Water-hydroxyl phases on an open metal surface: breaking the ice rules

Abstract

Hydroxyl is a key reaction intermediate in many surface catalyzed redox reactions, yet establishing the phase diagram for water/hydroxyl adsorption on metal surfaces remains a considerable challenge for interfacial chemistry. While the structures formed on close packed metal surfaces have been discussed widely, the phase diagram on more reactive, open metal surfaces, is complex and the H-bonding structures are largely unknown. Based on scanning tunnelling microscopy and density functional theory calculations, we report the phase diagram for water/hydroxyl on Cu(110), providing a complete molecular description of the complex hydrogen bonding structures formed. Three distinct phases are observed as the temperature is decreased and the water/hydroxyl ratio increased: pure OH dimers, extended 1H₂O:1OH chains, aligned along the close-packed Cu rows, and finally a distorted 2D hexagonal c(2 × 2) 2H₂O:1OH network.

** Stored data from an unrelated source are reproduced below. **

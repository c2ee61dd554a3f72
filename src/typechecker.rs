//! Type checker for Skald.
//!
//! Walks the AST and decorates every node in place with its resolved type
//! (the one permitted cross-stage mutation). Operators are checked against
//! the builtin signature table through the same scope mechanism as
//! variables, so a local binding may shadow a builtin name.

use crate::ast::{Definition, ExprKind, Expression, LiteralValue, Module};
use crate::builtins::builtin_function_types;
use crate::error::CompileError;
use crate::symtab::SymTab;
use crate::types::Type;

/// Type-check a whole module and return its result type.
///
/// All top-level function names are bound before any body is checked, so
/// definitions may call each other regardless of order.
pub fn typecheck_module(module: &mut Module) -> Result<Type, CompileError> {
    let mut checker = TypeChecker::new();

    for def in &module.defs {
        if checker.symtab.is_in_scope(&def.name) {
            return Err(CompileError::type_error(
                def.location.clone(),
                format!("function \"{}\" is already defined", def.name),
            ));
        }
        checker.symtab.define(&def.name, def.fun_type.clone());
    }

    for def in &mut module.defs {
        checker.check_definition(def)?;
    }

    match &mut module.expr {
        Some(expr) => checker.check(expr),
        None => Ok(Type::Unit),
    }
}

struct TypeChecker {
    symtab: SymTab<Type>,
    /// Declared result type of the definition currently being checked, used
    /// to validate `return` expressions. `None` at top level.
    return_type: Option<Type>,
}

impl TypeChecker {
    fn new() -> Self {
        TypeChecker {
            symtab: SymTab::with_root(builtin_function_types()),
            return_type: None,
        }
    }

    fn check_definition(&mut self, def: &mut Definition) -> Result<(), CompileError> {
        let (param_types, result_type) = match &def.fun_type {
            Type::Fn { params, result } => (params.clone(), (**result).clone()),
            other => {
                return Err(CompileError::compile(
                    def.location.clone(),
                    format!("definition \"{}\" carries a non-function type {}", def.name, other),
                ));
            }
        };

        self.symtab.push_scope();
        for (name, ty) in def.params.iter().zip(param_types) {
            self.symtab.define(name, ty);
        }
        self.return_type = Some(result_type.clone());

        let body_type = self.check(&mut def.body);

        self.return_type = None;
        self.symtab.pop_scope();

        let body_type = body_type?;
        if body_type != result_type {
            return Err(CompileError::type_error(
                def.location.clone(),
                format!(
                    "function \"{}\" is declared to return {} but its body has type {}",
                    def.name, result_type, body_type
                ),
            ));
        }
        Ok(())
    }

    fn check(&mut self, expr: &mut Expression) -> Result<Type, CompileError> {
        let ty = self.infer(expr)?;
        expr.ty = ty.clone();
        Ok(ty)
    }

    fn require(
        &self,
        expr: &Expression,
        expected: &Type,
        got: &Type,
    ) -> Result<(), CompileError> {
        if expected != got {
            return Err(CompileError::type_error(
                expr.location.clone(),
                format!("expected type {}, got {}", expected, got),
            ));
        }
        Ok(())
    }

    fn infer(&mut self, expr: &mut Expression) -> Result<Type, CompileError> {
        let location = expr.location.clone();
        match &mut expr.kind {
            ExprKind::Literal(value) => Ok(match value {
                LiteralValue::Bool(_) => Type::Bool,
                LiteralValue::Int(_) => Type::Int,
                LiteralValue::Unit => Type::Unit,
            }),

            ExprKind::Identifier(name) => match self.symtab.get(name) {
                Some(ty) => Ok(ty.clone()),
                None => Err(CompileError::type_error(
                    location,
                    format!("undefined identifier \"{}\"", name),
                )),
            },

            ExprKind::BinaryOp { left, op, right } => {
                // Work around simultaneous borrows of the kind's fields
                let op = op.clone();
                let left_type = self.check(left)?;
                let right_type = self.check(right)?;

                if op == "==" || op == "!=" {
                    if left_type != right_type {
                        return Err(CompileError::type_error(
                            location,
                            format!(
                                "comparison operand types mismatch (got {} and {})",
                                left_type, right_type
                            ),
                        ));
                    }
                    return Ok(Type::Bool);
                }

                if op == "=" {
                    let name = match &left.kind {
                        ExprKind::Identifier(name) => name.clone(),
                        _ => {
                            return Err(CompileError::type_error(
                                location,
                                "left side of assignment is not an identifier",
                            ));
                        }
                    };
                    if self.symtab.get(&name).is_none() {
                        return Err(CompileError::type_error(
                            location,
                            format!("undefined variable \"{}\"", name),
                        ));
                    }
                    self.require(left, &left_type, &right_type)?;
                    self.symtab.set(&name, right_type.clone());
                    return Ok(right_type);
                }

                let op_type = match self.symtab.get(&op) {
                    Some(ty) => ty.clone(),
                    None => {
                        return Err(CompileError::type_error(
                            location,
                            format!("undefined operator \"{}\"", op),
                        ));
                    }
                };
                let (params, result) = match &op_type {
                    Type::Fn { params, result } if params.len() == 2 => {
                        (params.clone(), (**result).clone())
                    }
                    _ => {
                        return Err(CompileError::type_error(
                            location,
                            format!("\"{}\" is not a binary operator", op),
                        ));
                    }
                };
                self.require(left, &params[0], &left_type)?;
                self.require(right, &params[1], &right_type)?;
                Ok(result)
            }

            ExprKind::UnaryOp { op, param } => {
                let op = op.clone();
                let param_type = self.check(param)?;
                match op.as_str() {
                    "()" => Ok(param_type),
                    "unary_-" => {
                        self.require(param, &Type::Int, &param_type)?;
                        Ok(Type::Int)
                    }
                    "unary_not" => {
                        self.require(param, &Type::Bool, &param_type)?;
                        Ok(Type::Bool)
                    }
                    other => Err(CompileError::compile(
                        location,
                        format!("unknown unary operator \"{}\"", other),
                    )),
                }
            }

            ExprKind::If {
                condition,
                true_branch,
                false_branch,
            } => {
                let cond_type = self.check(condition)?;
                self.require(condition, &Type::Bool, &cond_type)?;
                let true_type = self.check(true_branch)?;
                match false_branch {
                    None => Ok(Type::Unit),
                    Some(branch) => {
                        let false_type = self.check(branch)?;
                        if true_type != false_type {
                            return Err(CompileError::type_error(
                                location,
                                format!(
                                    "mismatching types in conditional branches ({} and {})",
                                    true_type, false_type
                                ),
                            ));
                        }
                        Ok(true_type)
                    }
                }
            }

            ExprKind::Call { name, args } => {
                let name = name.clone();
                let fn_type = match self.symtab.get(&name) {
                    Some(ty) => ty.clone(),
                    None => {
                        return Err(CompileError::type_error(
                            location,
                            format!("undefined function \"{}\"", name),
                        ));
                    }
                };
                let (params, result) = match &fn_type {
                    Type::Fn { params, result } => (params.clone(), (**result).clone()),
                    other => {
                        return Err(CompileError::type_error(
                            location,
                            format!("\"{}\" has type {} and cannot be called", name, other),
                        ));
                    }
                };
                if args.len() != params.len() {
                    return Err(CompileError::type_error(
                        location,
                        format!(
                            "function \"{}\" takes {} argument(s), got {}",
                            name,
                            params.len(),
                            args.len()
                        ),
                    ));
                }
                for (arg, param_type) in args.iter_mut().zip(&params) {
                    let arg_type = self.check(arg)?;
                    if &arg_type != param_type {
                        return Err(CompileError::type_error(
                            arg.location.clone(),
                            format!(
                                "argument to \"{}\" has type {}, expected {}",
                                name, arg_type, param_type
                            ),
                        ));
                    }
                }
                Ok(result)
            }

            ExprKind::Block { exprs, result } => {
                self.symtab.push_scope();
                let mut block_type = Ok(Type::Unit);
                for e in exprs.iter_mut() {
                    if let Err(err) = self.check(e) {
                        block_type = Err(err);
                        break;
                    }
                }
                if block_type.is_ok()
                    && let Some(res) = result
                {
                    block_type = self.check(res);
                }
                self.symtab.pop_scope();
                block_type
            }

            ExprKind::While { condition, body } => {
                let cond_type = self.check(condition)?;
                self.require(condition, &Type::Bool, &cond_type)?;
                self.check(body)?;
                Ok(Type::Unit)
            }

            ExprKind::Var {
                name,
                value,
                typed,
                declared,
            } => {
                let name = name.clone();
                let typed = *typed;
                let declared = declared.clone();
                if self.symtab.is_in_scope(&name) {
                    return Err(CompileError::type_error(
                        location,
                        format!("variable \"{}\" is already declared in this scope", name),
                    ));
                }
                let value_type = self.check(value)?;
                if typed && declared != value_type {
                    return Err(CompileError::type_error(
                        location,
                        format!(
                            "mismatch between declared type {} and actual type {}",
                            declared, value_type
                        ),
                    ));
                }
                self.symtab.define(&name, value_type);
                Ok(Type::Unit)
            }

            ExprKind::Break | ExprKind::Continue => Ok(Type::Unit),

            ExprKind::Return(value) => {
                let value_type = match value {
                    Some(e) => self.check(e)?,
                    None => Type::Unit,
                };
                // `return` from the top level leaves `main` unchecked
                if let Some(expected) = self.return_type.clone()
                    && value_type != expected
                {
                    return Err(CompileError::type_error(
                        location,
                        format!(
                            "return value has type {}, expected {}",
                            value_type, expected
                        ),
                    ));
                }
                Ok(Type::Unit)
            }
        }
    }
}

None of these phases obey the conventional ‘ice rules’, instead their structures can be understood based on weak H donation by hydroxyl, which favours H-bonding structures dominated by water donation to hydroxyl, and competition between hydroxyl adsorption sites. Hydroxyl binds in the Cu bridge site in the 1D chain structures, but is displaced to the atop site in the 2D network in order to accommodate water in its preferred atop binding geometry. The adsorption site and stability of hydroxyl can therefore be tuned simply by changing the surface temperature and water content, giving a new insight as to how the open metal template influences the water/hydroxyl structures formed and the activity of hydroxyl.